- [The task]: In the data below, find each line containing the string "width" and return it.

___

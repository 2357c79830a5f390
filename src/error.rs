//! # Error Types Module
//!
//! Questo modulo definisce la tassonomia degli errori della pipeline di normalizzazione.
//!
//! ## Responsabilità:
//! - Definisce `NormalizeError` per ogni stadio che può fallire
//! - Associa ogni errore allo stadio (`Stage`) che lo ha prodotto
//! - Distingue gli errori per singolo asset da quelli fatali per il servizio
//! - Fornisce `AssetFailure`, la forma serializzabile usata al confine della pipeline
//!
//! ## Categorie di errori:
//! - `UnreadableInput`: impossibile leggere i byte sorgente
//! - `UnknownFormat`: nessuna firma riconosciuta (non necessariamente fatale)
//! - `Decode` / `Encode`: errori specifici delle immagini
//! - `ProbeFormat` / `ProbeUnavailable`: estrazione metadata con ffprobe
//! - `CorruptInput`: il passo di validazione ha rilevato un input corrotto
//! - `Transcode`: falliti sia il tentativo primario sia il fallback, oppure
//!   l'encoder è andato in timeout o non è partito
//! - `EmptyOutput`: l'encoder ha "avuto successo" ma il file è vuoto o assente
//! - `EncoderUnavailable`: ffmpeg non risolvibile, fatale per l'istanza
//!
//! ## Esempio:
//! ```rust,ignore
//! if !encoder.is_available() {
//!     return Err(NormalizeError::EncoderUnavailable("ffmpeg".to_string()));
//! }
//! ```

use serde::{Deserialize, Serialize};
use std::path::PathBuf;

/// Pipeline stage an error is attributed to
#[derive(Debug, Clone, Copy, PartialEq, Eq, Serialize, Deserialize)]
#[serde(rename_all = "snake_case")]
pub enum Stage {
    Read,
    Sniff,
    Match,
    Image,
    Probe,
    Validate,
    Transcode,
    Verify,
    Environment,
    Io,
}

impl std::fmt::Display for Stage {
    fn fmt(&self, f: &mut std::fmt::Formatter<'_>) -> std::fmt::Result {
        let name = match self {
            Stage::Read => "read",
            Stage::Sniff => "sniff",
            Stage::Match => "match",
            Stage::Image => "image",
            Stage::Probe => "probe",
            Stage::Validate => "validate",
            Stage::Transcode => "transcode",
            Stage::Verify => "verify",
            Stage::Environment => "environment",
            Stage::Io => "io",
        };
        f.write_str(name)
    }
}

/// Errors produced while normalizing a single asset
#[derive(thiserror::Error, Debug)]
pub enum NormalizeError {
    #[error("Unreadable input: {0}")]
    UnreadableInput(#[source] std::io::Error),

    #[error("Unknown format: {0}")]
    UnknownFormat(String),

    #[error("Invalid format name: {0}")]
    InvalidFormatName(String),

    #[error("Aspect ratio undefined for {width}x{height}")]
    DivisionUndefined { width: u32, height: u32 },

    #[error("Image decode error: {0}")]
    Decode(#[source] image::ImageError),

    #[error("Image encode error: {0}")]
    Encode(#[source] image::ImageError),

    #[error("Unexpected probe output: {0:?}")]
    ProbeFormat(String),

    #[error("Probe unavailable: {0}")]
    ProbeUnavailable(String),

    #[error("Input appears to be corrupt: {0}")]
    CorruptInput(String),

    #[error("Transcode failed (all methods)\nprimary:\n{primary}\nfallback:\n{fallback}")]
    Transcode { primary: String, fallback: String },

    #[error("Encoder produced no output: {}", .0.display())]
    EmptyOutput(PathBuf),

    #[error("Encoder unavailable: {0}")]
    EncoderUnavailable(String),

    #[error("IO error: {0}")]
    Io(#[from] std::io::Error),
}

impl NormalizeError {
    /// Stage of the pipeline that produced this error
    pub fn stage(&self) -> Stage {
        match self {
            NormalizeError::UnreadableInput(_) => Stage::Read,
            NormalizeError::UnknownFormat(_) => Stage::Sniff,
            NormalizeError::InvalidFormatName(_) | NormalizeError::DivisionUndefined { .. } => {
                Stage::Match
            }
            NormalizeError::Decode(_) | NormalizeError::Encode(_) => Stage::Image,
            NormalizeError::ProbeFormat(_) | NormalizeError::ProbeUnavailable(_) => Stage::Probe,
            NormalizeError::CorruptInput(_) => Stage::Validate,
            NormalizeError::Transcode { .. } => Stage::Transcode,
            NormalizeError::EmptyOutput(_) => Stage::Verify,
            NormalizeError::EncoderUnavailable(_) => Stage::Environment,
            NormalizeError::Io(_) => Stage::Io,
        }
    }

    /// Environment-level errors that make the whole instance unusable
    pub fn is_fatal(&self) -> bool {
        matches!(self, NormalizeError::EncoderUnavailable(_))
    }
}

/// Structured per-asset failure handed back to callers
#[derive(Debug, Clone, PartialEq, Serialize, Deserialize)]
pub struct AssetFailure {
    pub stage: Stage,
    pub message: String,
}

impl From<&NormalizeError> for AssetFailure {
    fn from(err: &NormalizeError) -> Self {
        Self {
            stage: err.stage(),
            message: err.to_string(),
        }
    }
}

#[cfg(test)]
mod tests {
    use super::*;

    #[test]
    fn test_only_encoder_unavailable_is_fatal() {
        assert!(NormalizeError::EncoderUnavailable("ffmpeg".into()).is_fatal());
        assert!(!NormalizeError::CorruptInput("bad".into()).is_fatal());
        assert!(!NormalizeError::Transcode {
            primary: "a".into(),
            fallback: "b".into()
        }
        .is_fatal());
    }

    #[test]
    fn test_asset_failure_carries_stage_and_diagnostics() {
        let err = NormalizeError::Transcode {
            primary: "unknown encoder".into(),
            fallback: "invalid argument".into(),
        };
        let failure = AssetFailure::from(&err);
        assert_eq!(failure.stage, Stage::Transcode);
        assert!(failure.message.contains("unknown encoder"));
        assert!(failure.message.contains("invalid argument"));

        let json = serde_json::to_string(&failure).unwrap();
        assert!(json.contains("\"stage\":\"transcode\""));
    }
}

___

- [Solution to the problem]:
    #[error("Aspect ratio undefined for {width}x{height}")]
    DivisionUndefined { width: u32, height: u32 },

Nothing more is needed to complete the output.